A majority of Brussels pupils present on first day of school

A majority of pupils in Brussels went to class on the first day of school on Tuesday, with staff seeing it as a sign that fears related to the coronavirus are receding among parents.

“We no longer have parents who keep their kids at home out of fear,” Frank Nijs, principal of a school in Haren, in the City of Brussels, told Bruzz.

When primary schools reopened across Belgium on Tuesday, Nijs said that only around a dozen kids were absent, with many of them in quarantine after returning from abroad.

“Some can already come to school [on Wednesday],” he said, adding that some other kids had only made it back to the country and would therefore begin coming to school only by mid-September.

Staff in the Maria Boodschap school, in central Brussels, report that only two pupils were not present on Tuesday, while in a Dutch-speaking primary school in Brussel, only 22 children out of a total of over 300 are absent.

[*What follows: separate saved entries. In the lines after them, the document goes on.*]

use std::mem;

use tracing::{debug, info, instrument, warn};

use crate::config::SolverConfig;
use crate::cuts::frontier::Frontier;
use crate::cuts::tree::Tree;
use crate::error::{GraphCutError, Result};
use crate::graph::{Capacity, EdgeTable, Grid, NodeIndex, NodeStore, Terminal};

/// What happened during a solve.
#[derive(Clone, Copy, Debug, Default, PartialEq, Eq)]
pub struct SolveStats {
    pub augmentations: usize,
    pub total_flow: Capacity,
    pub orphans_adopted: usize,
    pub orphans_freed: usize,
    /// The augmentation cap was hit before the flow was maximal.
    pub interrupted: bool,
}

/// Result of one growth step of a single tree.
#[derive(Clone, Copy, Debug, PartialEq, Eq)]
pub enum GrowOutcome {
    /// An edge joining the two trees.
    Bridge(usize),
    /// An active node was scanned without reaching the other tree.
    Grew,
    /// The tree has no active nodes left.
    Exhausted,
}

/// Two-tree incremental max-flow over a grid graph.
///
/// The solver owns the node state and the edge table for the duration of a
/// run. Capacities must be assigned before it is built; seeds may be attached
/// before [`Solver::solve`] is called.
#[derive(Debug)]
pub struct Solver {
    grid: Grid,
    nodes: NodeStore,
    edges: EdgeTable,
    source_frontier: Frontier,
    sink_frontier: Frontier,
    orphans: Vec<usize>,
    config: SolverConfig,
    stats: SolveStats,
}

impl Solver {
    pub fn new(grid: Grid, edges: EdgeTable) -> Result<Self> {
        if edges.node_count() != grid.node_count() {
            return Err(GraphCutError::TopologyMismatch {
                grid: grid.node_count(),
                edges: edges.node_count(),
            });
        }
        if !edges.capacities_assigned() {
            return Err(GraphCutError::CapacitiesNotAssigned);
        }

        let nodes = NodeStore::new(grid.node_count());
        Ok(Self {
            grid,
            nodes,
            edges,
            source_frontier: Frontier::new(),
            sink_frontier: Frontier::new(),
            orphans: vec![],
            config: SolverConfig::default(),
            stats: SolveStats::default(),
        })
    }

    pub fn with_config(mut self, config: SolverConfig) -> Self {
        self.config = config;
        self
    }

    pub fn grid(&self) -> &Grid {
        &self.grid
    }

    pub fn nodes(&self) -> &NodeStore {
        &self.nodes
    }

    pub fn edges(&self) -> &EdgeTable {
        &self.edges
    }

    pub fn stats(&self) -> SolveStats {
        self.stats
    }

    /// Gives the graph back for reuse with new capacities.
    pub fn into_topology(self) -> (Grid, EdgeTable) {
        (self.grid, self.edges)
    }

    fn tree(&mut self, polarity: Terminal) -> Tree<'_> {
        let frontier = match polarity {
            Terminal::Source => &mut self.source_frontier,
            Terminal::Sink => &mut self.sink_frontier,
        };
        Tree::new(polarity, &self.grid, &mut self.nodes, &mut self.edges, frontier)
    }

    /// Hangs `node` directly below `terminal` as an active node.
    pub fn attach_seed(&mut self, node: usize, terminal: Terminal) {
        let mut tree = self.tree(terminal);
        tree.attach_child(node, NodeIndex::Terminal(terminal));
        tree.activate(node);
    }

    /// Queues an attached node for re-adoption before the next growth step.
    pub fn mark_orphan(&mut self, node: usize) {
        assert!(
            !self.nodes[node].is_free(),
            "free node {node} cannot become an orphan"
        );
        self.nodes[node].orphan = true;
        self.orphans.push(node);
    }

    /// Tree each grid node ended up in. `None` for nodes neither tree reached.
    pub fn label(&self, node: usize) -> Option<Terminal> {
        self.nodes[node].tree
    }

    /// Flow currently leaving SOURCE.
    pub fn total_flow(&self) -> Capacity {
        self.edges
            .iter()
            .filter(|edge| edge.node1() == NodeIndex::SOURCE)
            .map(|edge| edge.flow_from_node(NodeIndex::SOURCE))
            .sum()
    }

    /// Runs grow, augment and adopt until neither tree can grow.
    #[instrument(
        skip(self),
        fields(dimensions = ?self.grid.dimensions(), connectivity = %self.grid.connectivity())
    )]
    pub fn solve(&mut self) -> SolveStats {
        self.stats = SolveStats::default();
        self.seed_frontiers();
        info!(nodes = self.grid.node_count(), edges = self.edges.len(), "starting max-flow");

        self.adopt_orphans();
        let mut polarity = Terminal::Source;
        let mut exhausted = 0;
        while exhausted < 2 {
            if self.limit_reached() {
                warn!(
                    augmentations = self.stats.augmentations,
                    "augmentation limit reached, stopping early"
                );
                self.stats.interrupted = true;
                break;
            }
            match self.grow(polarity) {
                GrowOutcome::Bridge(bridge) => {
                    exhausted = 0;
                    self.augment(bridge);
                    self.adopt_orphans();
                }
                GrowOutcome::Grew => exhausted = 0,
                GrowOutcome::Exhausted => exhausted += 1,
            }
            polarity = polarity.opposite();
        }

        self.stats.total_flow = self.total_flow();
        info!(
            augmentations = self.stats.augmentations,
            total_flow = self.stats.total_flow,
            adopted = self.stats.orphans_adopted,
            freed = self.stats.orphans_freed,
            "max-flow finished"
        );
        self.stats
    }

    fn limit_reached(&self) -> bool {
        self.config
            .max_augmentations
            .map_or(false, |limit| self.stats.augmentations >= limit)
    }

    // both terminals scan the whole grid first, then every node already
    // attached and active resumes growing
    fn seed_frontiers(&mut self) {
        self.source_frontier.clear();
        self.sink_frontier.clear();
        self.source_frontier.push(0, NodeIndex::SOURCE);
        self.sink_frontier.push(0, NodeIndex::SINK);

        for (index, node) in self.nodes.iter().enumerate() {
            let frontier = match node.tree {
                Some(_) if !node.active => continue,
                Some(Terminal::Source) => &mut self.source_frontier,
                Some(Terminal::Sink) => &mut self.sink_frontier,
                None => continue,
            };
            frontier.push(node.depth.unwrap_or_default(), NodeIndex::Grid(index));
        }
    }

    /// Scans the shallowest active node of one tree.
    pub fn grow(&mut self, polarity: Terminal) -> GrowOutcome {
        let mut tree = self.tree(polarity);
        let Some(active) = tree.pop_active() else {
            return GrowOutcome::Exhausted;
        };
        match tree.grow(active) {
            Some(bridge) => {
                tree.requeue(active);
                GrowOutcome::Bridge(bridge)
            }
            None => {
                tree.deactivate(active);
                GrowOutcome::Grew
            }
        }
    }

    /// Pushes the largest possible flow along the path through `bridge` and
    /// collects the nodes cut off by saturated tree edges.
    fn augment(&mut self, bridge: usize) -> Capacity {
        let edge = &self.edges[bridge];
        let (source_side, sink_side) = match (
            self.nodes.tree_of(edge.node1()),
            self.nodes.tree_of(edge.node2()),
        ) {
            (Some(Terminal::Source), Some(Terminal::Sink)) => (edge.node1(), edge.node2()),
            (Some(Terminal::Sink), Some(Terminal::Source)) => (edge.node2(), edge.node1()),
            trees => panic!("bridge {bridge} does not join the two trees: {trees:?}"),
        };
        let bridge_residual = edge.capacity_from_node(source_side);

        let (source_path, source_bottleneck) = self.tree(Terminal::Source).path_to_root(source_side);
        let (sink_path, sink_bottleneck) = self.tree(Terminal::Sink).path_to_root(sink_side);
        let flow = bridge_residual.min(source_bottleneck).min(sink_bottleneck);

        self.edges[bridge].add_flow_from_node(source_side, flow);
        let mut orphans = mem::take(&mut self.orphans);
        self.tree(Terminal::Source)
            .push_flow_through_path(&source_path, flow, &mut orphans);
        self.tree(Terminal::Sink)
            .push_flow_through_path(&sink_path, flow, &mut orphans);
        self.orphans = orphans;

        self.stats.augmentations += 1;
        debug!(
            bridge,
            flow,
            path = source_path.len() + sink_path.len() + 1,
            orphans = self.orphans.len(),
            "augmented"
        );
        flow
    }

    fn adopt_orphans(&mut self) {
        for orphan in mem::take(&mut self.orphans) {
            let Some(polarity) = self.nodes[orphan].tree else {
                continue;
            };
            let summary = self.tree(polarity).adopt(orphan);
            self.stats.orphans_adopted += summary.adopted;
            self.stats.orphans_freed += summary.freed;
        }
    }
}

The latter school’s principal said that, in the image of the school in Haren, most absent children were expected to come back to class after completing their quarantines.

At the Vier Winden primary school in Molenbeek, principal Karlien Tiebout said that, with a few exceptions, all students were present.

“The ones who are absent still have to get tested,” Tiebout said.

Under the current schooling scenario, children who return from holidays in a red, or high-risk, destination must get tested and quarantine, while children who come back from an orange zone are not required to do so, but it is highly recommended.